Reg No
15400614
Rating
Regional
Categories of Special Interest
Architectural, Artistic, Social
Previous Name
Lacken and Leney Catholic Church
Original Use
Church/chapel
In Use As
Church/chapel
Date
1810 - 1880
Coordinates
237401, 264045
Date Recorded
16/11/2004
Date Updated
--/--/--
Freestanding Roman Catholic chapel on T-shaped plan, built c.1820 and altered c.1880 and c.1923. Comprises single-bay nave, two-bay transepts to east and west and a shallow chancel to the rear (northwest). Pitched natural slate roof with projecting eaves course, red ridge tiles and raised limestone verges (with fractables) with cut stone Celtic cross finials over. Roughcast rendered walls with flush ashlar limestone plinth to base and rendered clasping buttresses to corners of entrance front (southeast). Pointed-arched window openings to nave and transepts, cinquefoil window with stained glass and cut stone surround above main doorcase to southeast side of nave. Triple-cusped lights with Harry Clarke Studios (c.1923) stained glass windows and cut stone surrounds to chancel gable. Pointed-arch doorcases to centre of southeast end of nave and to south and north ends of east-facing elevation of transepts, all with cut stone surrounds, modern timber glazed double-doors and overlights. Interesting interior with timber kingpost roof with trefoil decoration and marble Gothic-style altar goods (c.1915). Freestanding two-storey bell tower on square-plan to east of church with hipped slate roof, roughcast rendered walls with cut limestone block quoins to corners and pointed-arch openings to belfry (second storey) with timber louvered vents. Church and bell tower set back from small country road in own grounds to the west of Multyfarnham. Rubble limestone boundary wall with two ashlar limestone gate piers (on square-plan) with ashlar coping over and a pair of cast-iron gates and a cast-iron pedestrian turnstile gate to road-frontage (southeast).

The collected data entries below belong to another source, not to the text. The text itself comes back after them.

//! Table queries understood by every [`Backend`](super::Backend).
//!
//! A [`Query`] names a table plus a list of column filters, an ordering and
//! an optional limit. The hosted client renders it as PostgREST query
//! parameters, the local store renders it as a parameterized `SELECT`.
//!
//! ```rust
//! use backoffice::api::query::{Query, Filter};
//!
//! let query = Query::table("attendance_records")
//!     .filter(Filter::eq("member_id", 7))
//!     .filter(Filter::gte("work_date", "2026-10-01"))
//!     .order_desc("work_date")
//!     .limit(31);
//! ```

use serde_json::Value;

/// Comparison operator applied to a single column.
#[derive(Debug, Clone, Copy, PartialEq, Eq)]
pub enum FilterOp {
    Eq,
    Neq,
    Gt,
    Gte,
    Lt,
    Lte,
    Like,
    In,
}

impl FilterOp {
    /// PostgREST operator keyword.
    pub fn rest_keyword(&self) -> &'static str {
        match self {
            FilterOp::Eq => "eq",
            FilterOp::Neq => "neq",
            FilterOp::Gt => "gt",
            FilterOp::Gte => "gte",
            FilterOp::Lt => "lt",
            FilterOp::Lte => "lte",
            FilterOp::Like => "like",
            FilterOp::In => "in",
        }
    }

    /// SQL operator used by the local store. `In` is expanded separately.
    pub fn sql_operator(&self) -> &'static str {
        match self {
            FilterOp::Eq => "=",
            FilterOp::Neq => "<>",
            FilterOp::Gt => ">",
            FilterOp::Gte => ">=",
            FilterOp::Lt => "<",
            FilterOp::Lte => "<=",
            FilterOp::Like => "LIKE",
            FilterOp::In => "IN",
        }
    }
}

#[derive(Debug, Clone, PartialEq)]
pub struct Filter {
    pub column: String,
    pub op: FilterOp,
    pub value: Value,
}

impl Filter {
    pub fn new(column: &str, op: FilterOp, value: impl Into<Value>) -> Self {
        Self {
            column: column.to_string(),
            op,
            value: value.into(),
        }
    }

    pub fn eq(column: &str, value: impl Into<Value>) -> Self {
        Self::new(column, FilterOp::Eq, value)
    }

    pub fn neq(column: &str, value: impl Into<Value>) -> Self {
        Self::new(column, FilterOp::Neq, value)
    }

    pub fn gt(column: &str, value: impl Into<Value>) -> Self {
        Self::new(column, FilterOp::Gt, value)
    }

    pub fn gte(column: &str, value: impl Into<Value>) -> Self {
        Self::new(column, FilterOp::Gte, value)
    }

    pub fn lt(column: &str, value: impl Into<Value>) -> Self {
        Self::new(column, FilterOp::Lt, value)
    }

    pub fn lte(column: &str, value: impl Into<Value>) -> Self {
        Self::new(column, FilterOp::Lte, value)
    }

    /// SQL `LIKE` pattern; `%` is the wildcard on both backends.
    pub fn like(column: &str, pattern: &str) -> Self {
        Self::new(column, FilterOp::Like, pattern)
    }

    pub fn is_in<T: Into<Value>>(column: &str, values: Vec<T>) -> Self {
        Self::new(column, FilterOp::In, Value::Array(values.into_iter().map(Into::into).collect()))
    }
}

#[derive(Debug, Clone, PartialEq)]
pub struct Order {
    pub column: String,
    pub ascending: bool,
}

#[derive(Debug, Clone, PartialEq)]
pub struct Query {
    pub table: String,
    pub filters: Vec<Filter>,
    pub order: Vec<Order>,
    pub limit: Option<usize>,
}

impl Query {
    pub fn table(table: &str) -> Self {
        Self {
            table: table.to_string(),
            filters: Vec::new(),
            order: Vec::new(),
            limit: None,
        }
    }

    pub fn filter(mut self, filter: Filter) -> Self {
        self.filters.push(filter);
        self
    }

    pub fn filters(mut self, filters: impl IntoIterator<Item = Filter>) -> Self {
        self.filters.extend(filters);
        self
    }

    pub fn order_asc(mut self, column: &str) -> Self {
        self.order.push(Order {
            column: column.to_string(),
            ascending: true,
        });
        self
    }

    pub fn order_desc(mut self, column: &str) -> Self {
        self.order.push(Order {
            column: column.to_string(),
            ascending: false,
        });
        self
    }

    pub fn limit(mut self, limit: usize) -> Self {
        self.limit = Some(limit);
        self
    }
}

/// Renders a JSON scalar the way PostgREST expects it inside a filter value.
pub fn rest_literal(value: &Value) -> String {
    match value {
        Value::Null => "null".to_string(),
        Value::String(s) => s.clone(),
        Value::Array(items) => {
            let inner: Vec<String> = items.iter().map(rest_literal).collect();
            format!("({})", inner.join(","))
        }
        other => other.to_string(),
    }
}

/// Builds the PostgREST query parameters for a filter list.
pub fn rest_filter_params(filters: &[Filter]) -> Vec<(String, String)> {
    filters
        .iter()
        .map(|f| {
            let value = match (f.op, &f.value) {
                (FilterOp::Eq, Value::Null) => "is.null".to_string(),
                (FilterOp::Neq, Value::Null) => "not.is.null".to_string(),
                (FilterOp::Like, v) => format!("like.{}", rest_literal(v).replace('%', "*")),
                (op, v) => format!("{}.{}", op.rest_keyword(), rest_literal(v)),
            };
            (f.column.clone(), value)
        })
        .collect()
}

/// Builds the full PostgREST parameter list for a select query.
pub fn rest_query_params(query: &Query) -> Vec<(String, String)> {
    let mut params = vec![("select".to_string(), "*".to_string())];
    params.extend(rest_filter_params(&query.filters));
    if !query.order.is_empty() {
        let order: Vec<String> = query
            .order
            .iter()
            .map(|o| format!("{}.{}", o.column, if o.ascending { "asc" } else { "desc" }))
            .collect();
        params.push(("order".to_string(), order.join(",")));
    }
    if let Some(limit) = query.limit {
        params.push(("limit".to_string(), limit.to_string()));
    }
    params
}
//! KPI indicators, per-member monthly targets and progress records.
//!
//! Progress is append-only: recording it is a single insert, and a target's
//! current value is always derived as the sum of its progress records.

use super::schema::{KPI_INDICATORS, KPI_PROGRESS_RECORDS, KPI_TARGETS};
use crate::api::{Backend, Filter, Query};
use crate::libs::messages::Message;
use crate::libs::validation;
use crate::msg_bail_anyhow;
use anyhow::Result;
use chrono::{DateTime, Utc};
use serde::{Deserialize, Serialize};
use serde_json::json;
use std::collections::HashMap;

#[derive(Serialize, Deserialize, Clone, Debug, PartialEq)]
pub struct Indicator {
    #[serde(default, skip_serializing_if = "Option::is_none")]
    pub id: Option<i64>,
    pub name: String,
    pub unit: String,
    pub category: String,
    #[serde(default)]
    pub description: Option<String>,
}

#[derive(Serialize, Deserialize, Clone, Debug, PartialEq)]
pub struct Target {
    #[serde(default, skip_serializing_if = "Option::is_none")]
    pub id: Option<i64>,
    pub indicator_id: i64,
    pub member_id: i64,
    pub period: String,
    pub target_value: f64,
}

#[derive(Serialize, Deserialize, Clone, Debug, PartialEq)]
pub struct ProgressRecord {
    #[serde(default, skip_serializing_if = "Option::is_none")]
    pub id: Option<i64>,
    pub target_id: i64,
    pub value: f64,
    #[serde(default)]
    pub note: Option<String>,
    #[serde(default)]
    pub recorded_by: Option<i64>,
    pub recorded_at: DateTime<Utc>,
}

/// One target with its derived progress.
#[derive(Debug, Clone, PartialEq)]
pub struct KpiOverviewRow {
    pub target_id: i64,
    pub indicator: String,
    pub unit: String,
    pub category: String,
    pub member_id: i64,
    pub period: String,
    pub target_value: f64,
    pub current: f64,
    pub rate: f64,
}

/// `current / target × 100`, rounded to one decimal. Zero targets yield zero.
pub fn achievement_rate(current: f64, target: f64) -> f64 {
    if target <= 0.0 {
        return 0.0;
    }
    (current / target * 1000.0).round() / 10.0
}

/// Joins targets with their indicator and summed progress, best rate first.
pub fn build_overview(indicators: &[Indicator], targets: &[Target], progress: &[ProgressRecord]) -> Vec<KpiOverviewRow> {
    let indicators: HashMap<i64, &Indicator> = indicators.iter().filter_map(|i| i.id.map(|id| (id, i))).collect();
    let mut totals: HashMap<i64, f64> = HashMap::new();
    for record in progress {
        *totals.entry(record.target_id).or_default() += record.value;
    }

    let mut rows: Vec<KpiOverviewRow> = targets
        .iter()
        .filter_map(|target| {
            let id = target.id?;
            let indicator = indicators.get(&target.indicator_id);
            let current = totals.get(&id).copied().unwrap_or_default();
            Some(KpiOverviewRow {
                target_id: id,
                indicator: indicator.map(|i| i.name.clone()).unwrap_or_else(|| format!("#{}", target.indicator_id)),
                unit: indicator.map(|i| i.unit.clone()).unwrap_or_default(),
                category: indicator.map(|i| i.category.clone()).unwrap_or_default(),
                member_id: target.member_id,
                period: target.period.clone(),
                target_value: target.target_value,
                current,
                rate: achievement_rate(current, target.target_value),
            })
        })
        .collect();

    rows.sort_by(|a, b| {
        b.rate
            .total_cmp(&a.rate)
            .then_with(|| a.indicator.cmp(&b.indicator))
            .then_with(|| a.member_id.cmp(&b.member_id))
    });
    rows
}

#[derive(Debug, Clone, Default)]
pub struct IndicatorInput {
    pub name: String,
    pub unit: String,
    pub category: String,
    pub description: Option<String>,
}

pub struct Kpi<'a, B: Backend> {
    backend: &'a B,
}

impl<'a, B: Backend> Kpi<'a, B> {
    pub fn new(backend: &'a B) -> Self {
        Self { backend }
    }

    pub async fn add_indicator(&self, input: &IndicatorInput) -> Result<Indicator> {
        let indicator = Indicator {
            id: None,
            name: validation::required("name", &input.name)?,
            unit: validation::required("unit", &input.unit)?,
            category: validation::required("category", &input.category)?,
            description: validation::optional(input.description.as_deref()),
        };
        Ok(self.backend.create(KPI_INDICATORS, &indicator).await?)
    }

    pub async fn indicators(&self) -> Result<Vec<Indicator>> {
        Ok(self.backend.fetch(&Query::table(KPI_INDICATORS).order_asc("category").order_asc("name")).await?)
    }

    pub async fn indicator(&self, id: i64) -> Result<Option<Indicator>> {
        Ok(self.backend.fetch_one(Query::table(KPI_INDICATORS).filter(Filter::eq("id", id))).await?)
    }

    /// Refuses while any target still references the indicator.
    pub async fn delete_indicator(&self, id: i64) -> Result<()> {
        let in_use: Option<Target> = self.backend.fetch_one(Query::table(KPI_TARGETS).filter(Filter::eq("indicator_id", id))).await?;
        if in_use.is_some() {
            msg_bail_anyhow!(Message::IndicatorInUse(id));
        }
        if self.backend.delete(KPI_INDICATORS, &[Filter::eq("id", id)]).await? == 0 {
            msg_bail_anyhow!(Message::IndicatorNotFound(id));
        }
        Ok(())
    }

    /// Creates or replaces the target for one indicator, member and period.
    pub async fn set_target(&self, indicator_id: i64, member_id: i64, period: &str, target_value: f64) -> Result<Target> {
        let period = validation::month("period", period)?;
        let target_value = validation::positive("target_value", target_value)?;
        if self.indicator(indicator_id).await?.is_none() {
            msg_bail_anyhow!(Message::IndicatorNotFound(indicator_id));
        }

        let key = [
            Filter::eq("indicator_id", indicator_id),
            Filter::eq("member_id", member_id),
            Filter::eq("period", period.as_str()),
        ];
        let existing: Option<Target> = self.backend.fetch_one(Query::table(KPI_TARGETS).filters(key.to_vec())).await?;
        match existing {
            Some(mut target) => {
                self.backend.update(KPI_TARGETS, &key, json!({ "target_value": target_value })).await?;
                target.target_value = target_value;
                Ok(target)
            }
            None => {
                let target = Target {
                    id: None,
                    indicator_id,
                    member_id,
                    period,
                    target_value,
                };
                Ok(self.backend.create(KPI_TARGETS, &target).await?)
            }
        }
    }

    pub async fn target(&self, id: i64) -> Result<Option<Target>> {
        Ok(self.backend.fetch_one(Query::table(KPI_TARGETS).filter(Filter::eq("id", id))).await?)
    }

    pub async fn targets(&self, period: &str, member_id: Option<i64>) -> Result<Vec<Target>> {
        let period = validation::month("period", period)?;
        let mut query = Query::table(KPI_TARGETS).filter(Filter::eq("period", period)).order_asc("member_id");
        if let Some(member_id) = member_id {
            query = query.filter(Filter::eq("member_id", member_id));
        }
        Ok(self.backend.fetch(&query).await?)
    }

    /// Deleting a target removes its progress records with it.
    ///
    /// One delete: `kpi_progress_records.target_id` is declared
    /// `ON DELETE CASCADE`, locally and in the hosted schema.
    pub async fn delete_target(&self, id: i64) -> Result<()> {
        if self.backend.delete(KPI_TARGETS, &[Filter::eq("id", id)]).await? == 0 {
            msg_bail_anyhow!(Message::TargetNotFound(id));
        }
        Ok(())
    }

    /// Appends a progress record and returns the target's new achievement rate.
    pub async fn record_progress(
        &self,
        target_id: i64,
        value: f64,
        note: Option<&str>,
        recorded_by: Option<i64>,
        now: DateTime<Utc>,
    ) -> Result<(ProgressRecord, f64)> {
        let value = validation::non_negative("value", value)?;
        let Some(target) = self.target(target_id).await? else {
            msg_bail_anyhow!(Message::TargetNotFound(target_id));
        };
        let record = ProgressRecord {
            id: None,
            target_id,
            value,
            note: validation::optional(note),
            recorded_by,
            recorded_at: now,
        };
        let stored: ProgressRecord = self.backend.create(KPI_PROGRESS_RECORDS, &record).await?;

        let current: f64 = self.progress(target_id).await?.iter().map(|p| p.value).sum();
        Ok((stored, achievement_rate(current, target.target_value)))
    }

    pub async fn progress(&self, target_id: i64) -> Result<Vec<ProgressRecord>> {
        let query = Query::table(KPI_PROGRESS_RECORDS)
            .filter(Filter::eq("target_id", target_id))
            .order_asc("recorded_at");
        Ok(self.backend.fetch(&query).await?)
    }

    pub async fn overview(&self, period: &str, member_id: Option<i64>) -> Result<Vec<KpiOverviewRow>> {
        let targets = self.targets(period, member_id).await?;
        if targets.is_empty() {
            return Ok(Vec::new());
        }
        let ids: Vec<i64> = targets.iter().filter_map(|t| t.id).collect();
        let progress: Vec<ProgressRecord> = self
            .backend
            .fetch(&Query::table(KPI_PROGRESS_RECORDS).filter(Filter::is_in("target_id", ids)))
            .await?;
        let indicators = self.indicators().await?;
        Ok(build_overview(&indicators, &targets, &progress))
    }
}

#[cfg(test)]
mod tests {
    use super::*;

    #[test]
    fn rate_rounds_to_one_decimal() {
        assert_eq!(achievement_rate(1.0, 3.0), 33.3);
        assert_eq!(achievement_rate(2.0, 3.0), 66.7);
        assert_eq!(achievement_rate(150.0, 100.0), 150.0);
        assert_eq!(achievement_rate(5.0, 0.0), 0.0);
    }

    #[test]
    fn overview_sums_progress_and_sorts_by_rate() {
        let indicators = vec![Indicator {
            id: Some(1),
            name: "Deals closed".to_string(),
            unit: "count".to_string(),
            category: "sales".to_string(),
            description: None,
        }];
        let target = |id, member_id, value| Target {
            id: Some(id),
            indicator_id: 1,
            member_id,
            period: "2026-10".to_string(),
            target_value: value,
        };
        let progress = |target_id, value| ProgressRecord {
            id: None,
            target_id,
            value,
            note: None,
            recorded_by: None,
            recorded_at: Utc::now(),
        };
        let rows = build_overview(
            &indicators,
            &[target(10, 1, 10.0), target(11, 2, 4.0)],
            &[progress(10, 2.0), progress(10, 1.0), progress(11, 3.0)],
        );
        assert_eq!(rows[0].target_id, 11);
        assert_eq!(rows[0].rate, 75.0);
        assert_eq!(rows[1].current, 3.0);
        assert_eq!(rows[1].rate, 30.0);
        assert_eq!(rows[1].indicator, "Deals closed");
    }
}
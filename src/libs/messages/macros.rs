//! Output macros for user-facing messages.
//!
//! Every macro takes anything that implements `Display` (normally a
//! [`Message`](super::Message)) and routes it either to the `tracing`
//! subscriber or straight to the console:
//!
//! - debug mode (`BACKOFFICE_DEBUG` or `RUST_LOG` set): `tracing::info!`,
//!   `tracing::warn!`, `tracing::error!`, `tracing::debug!`
//! - normal mode: `println!` / `eprintln!` with an emoji prefix
//!
//! `msg_error_anyhow!` and `msg_bail_anyhow!` build `anyhow` errors from a
//! message so commands can propagate them with `?`.
//!
//! ```rust
//! use backoffice::libs::messages::Message;
//! use backoffice::{msg_error_anyhow, msg_info};
//!
//! msg_info!(Message::NoArticles);
//! let err = msg_error_anyhow!(Message::LoginFailed);
//! assert!(err.to_string().contains("Invalid email or password"));
//! ```

use std::sync::OnceLock;

static DEBUG_MODE: OnceLock<bool> = OnceLock::new();

/// Debug mode is read once per process.
#[doc(hidden)]
pub fn is_debug_mode() -> bool {
    *DEBUG_MODE.get_or_init(|| std::env::var("BACKOFFICE_DEBUG").is_ok() || std::env::var("RUST_LOG").is_ok())
}

/// Prints a plain message. Pass `true` as second argument to surround it with blank lines.
#[macro_export]
macro_rules! msg_print {
    ($msg:expr) => {
        if $crate::libs::messages::macros::is_debug_mode() {
            tracing::info!("{}", $msg);
        } else {
            println!("{}", $msg);
        }
    };
    ($msg:expr, true) => {
        if $crate::libs::messages::macros::is_debug_mode() {
            tracing::info!("\n{}\n", $msg);
        } else {
            println!("\n{}\n", $msg);
        }
    };
}

#[macro_export]
macro_rules! msg_success {
    ($msg:expr) => {
        if $crate::libs::messages::macros::is_debug_mode() {
            tracing::info!("✅ {}", $msg);
        } else {
            println!("✅ {}", $msg);
        }
    };
    ($msg:expr, true) => {
        if $crate::libs::messages::macros::is_debug_mode() {
            tracing::info!("\n✅ {}\n", $msg);
        } else {
            println!("\n✅ {}\n", $msg);
        }
    };
}

#[macro_export]
macro_rules! msg_error {
    ($msg:expr) => {
        if $crate::libs::messages::macros::is_debug_mode() {
            tracing::error!("❌ {}", $msg);
        } else {
            eprintln!("❌ {}", $msg);
        }
    };
    ($msg:expr, true) => {
        if $crate::libs::messages::macros::is_debug_mode() {
            tracing::error!("\n❌ {}\n", $msg);
        } else {
            eprintln!("\n❌ {}\n", $msg);
        }
    };
}

#[macro_export]
macro_rules! msg_warning {
    ($msg:expr) => {
        if $crate::libs::messages::macros::is_debug_mode() {
            tracing::warn!("⚠️ {}", $msg);
        } else {
            println!("⚠️ {}", $msg);
        }
    };
}

#[macro_export]
macro_rules! msg_info {
    ($msg:expr) => {
        if $crate::libs::messages::macros::is_debug_mode() {
            tracing::info!("ℹ️ {}", $msg);
        } else {
            println!("ℹ️ {}", $msg);
        }
    };
    ($msg:expr, true) => {
        if $crate::libs::messages::macros::is_debug_mode() {
            tracing::info!("\nℹ️ {}\n", $msg);
        } else {
            println!("\nℹ️ {}\n", $msg);
        }
    };
}

/// Only emitted in debug mode.
#[macro_export]
macro_rules! msg_debug {
    ($msg:expr) => {
        if $crate::libs::messages::macros::is_debug_mode() {
            tracing::debug!("🔍 {}", $msg);
        }
    };
}

#[macro_export]
macro_rules! msg_error_anyhow {
    ($msg:expr) => {
        anyhow::anyhow!("❌ {}", $msg)
    };
}

#[macro_export]
macro_rules! msg_bail_anyhow {
    ($msg:expr) => {
        anyhow::bail!("❌ {}", $msg)
    };
}
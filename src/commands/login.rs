use super::app::App;
use crate::libs::auth::Authenticator;
use crate::libs::messages::Message;
use crate::{msg_bail_anyhow, msg_success};
use anyhow::Result;
use clap::Args;
use dialoguer::{theme::ColorfulTheme, Input, Password};

#[derive(Debug, Args)]
pub struct LoginArgs {
    /// Account email; prompted for when omitted
    email: Option<String>,
}

pub async fn cmd(args: LoginArgs) -> Result<()> {
    let mut app = App::load()?;

    let email = match args.email {
        Some(email) => email,
        None => Input::with_theme(&ColorfulTheme::default())
            .with_prompt(Message::PromptEmail.to_string())
            .interact_text()?,
    };
    let password = Password::with_theme(&ColorfulTheme::default())
        .with_prompt(Message::PromptPassword.to_string())
        .interact()?;

    let authenticator = Authenticator::new(app.clients.standard(), app.clients.elevated(), app.config.admin.as_ref());
    if !app.session.login(&authenticator, &email, &password).await? {
        msg_bail_anyhow!(Message::LoginFailed);
    }

    if let Some(user) = app.session.user() {
        msg_success!(Message::LoginSucceeded(user.name.clone(), user.role.to_string()));
    }
    Ok(())
}
//! Submission-time checks shared by the data managers.
//!
//! Nothing here touches the database: each helper either returns the
//! cleaned-up value or a [`ValidationError`] naming the offending field.

use chrono::{Datelike, NaiveDate, NaiveDateTime};
use std::fmt::Display;
use thiserror::Error;

#[derive(Debug, Error, PartialEq)]
#[error("{field}: {reason}")]
pub struct ValidationError {
    pub field: &'static str,
    pub reason: String,
}

impl ValidationError {
    pub fn new(field: &'static str, reason: impl Into<String>) -> Self {
        Self {
            field,
            reason: reason.into(),
        }
    }
}

pub type Validated<T> = Result<T, ValidationError>;

/// Trims the value and rejects it when nothing is left.
pub fn required(field: &'static str, value: &str) -> Validated<String> {
    let trimmed = value.trim();
    if trimmed.is_empty() {
        return Err(ValidationError::new(field, "is required"));
    }
    Ok(trimmed.to_string())
}

/// Trims optional text; blank becomes `None`.
pub fn optional(value: Option<&str>) -> Option<String> {
    value.map(str::trim).filter(|v| !v.is_empty()).map(str::to_string)
}

pub fn in_range<T: PartialOrd + Display + Copy>(field: &'static str, value: T, min: T, max: T) -> Validated<T> {
    if value < min || value > max {
        return Err(ValidationError::new(field, format!("must be between {} and {}", min, max)));
    }
    Ok(value)
}

pub fn positive(field: &'static str, value: f64) -> Validated<f64> {
    if !value.is_finite() || value <= 0.0 {
        return Err(ValidationError::new(field, "must be greater than zero"));
    }
    Ok(value)
}

pub fn non_negative(field: &'static str, value: f64) -> Validated<f64> {
    if !value.is_finite() || value < 0.0 {
        return Err(ValidationError::new(field, "must not be negative"));
    }
    Ok(value)
}

pub fn email(value: &str) -> Validated<String> {
    let email = required("email", value)?.to_lowercase();
    match email.split_once('@') {
        Some((local, domain)) if !local.is_empty() && domain.contains('.') && !domain.starts_with('.') => Ok(email),
        _ => Err(ValidationError::new("email", "is not a valid address")),
    }
}

/// Accepts `YYYY-MM` and returns it normalized.
pub fn month(field: &'static str, value: &str) -> Validated<String> {
    first_day_of_month(value)
        .map(|d| d.format("%Y-%m").to_string())
        .ok_or_else(|| ValidationError::new(field, "must look like YYYY-MM"))
}

pub fn first_day_of_month(value: &str) -> Option<NaiveDate> {
    NaiveDate::parse_from_str(&format!("{}-01", value.trim()), "%Y-%m-%d").ok()
}

/// First day of the month after the one containing `date`.
pub fn next_month(date: NaiveDate) -> NaiveDate {
    let (year, month) = if date.month() == 12 { (date.year() + 1, 1) } else { (date.year(), date.month() + 1) };
    NaiveDate::from_ymd_opt(year, month, 1).unwrap_or(date)
}

pub fn date(field: &'static str, value: &str) -> Validated<NaiveDate> {
    NaiveDate::parse_from_str(value.trim(), "%Y-%m-%d").map_err(|_| ValidationError::new(field, "must look like YYYY-MM-DD"))
}

/// Accepts `YYYY-MM-DD HH:MM` or `YYYY-MM-DDTHH:MM[:SS]`.
pub fn datetime(field: &'static str, value: &str) -> Validated<NaiveDateTime> {
    let value = value.trim();
    ["%Y-%m-%d %H:%M", "%Y-%m-%dT%H:%M", "%Y-%m-%d %H:%M:%S", "%Y-%m-%dT%H:%M:%S"]
        .iter()
        .find_map(|fmt| NaiveDateTime::parse_from_str(value, fmt).ok())
        .ok_or_else(|| ValidationError::new(field, "must look like YYYY-MM-DD HH:MM"))
}

pub fn not_before(field: &'static str, start: NaiveDateTime, end: NaiveDateTime) -> Validated<NaiveDateTime> {
    if end < start {
        return Err(ValidationError::new(field, "must not be before the start"));
    }
    Ok(end)
}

An appealing early nineteenth-century Roman Catholic chapel, which retains its early form and character and much of its early fabric. It is simple, almost vernacular, in form, which is indicative of the restrictions and the relative lack of resources available to the Roman Catholic Church at the time. However, the cut stone detailing, the cinquefoil window and the clasping buttresses are unusually elaborate features for an early Roman Catholic church and may date to a mid-to-late nineteenth-century renovation. The freestanding bell tower is an interesting reminder of the Penal restrictions in force in Ireland prior to Catholic Emancipation in 1829, a time when Nonconformist churches were not entitled to have a bell for worship. Subsequently, it is common to find later detached bell towers associated with Roman Catholic churches built prior (or sometimes just after) this date. The bell tower here was in place by 1836 (Ordnance Survey map). The fine stained glass windows by Harry Clarke Studios (Dublin c. 1923) and the attractive, if simple, Gothic-style altar goods, date to early twentieth-century renovation and are of artistic merit. The good cast-iron gates and gate piers add to the setting and complete this attractive composition.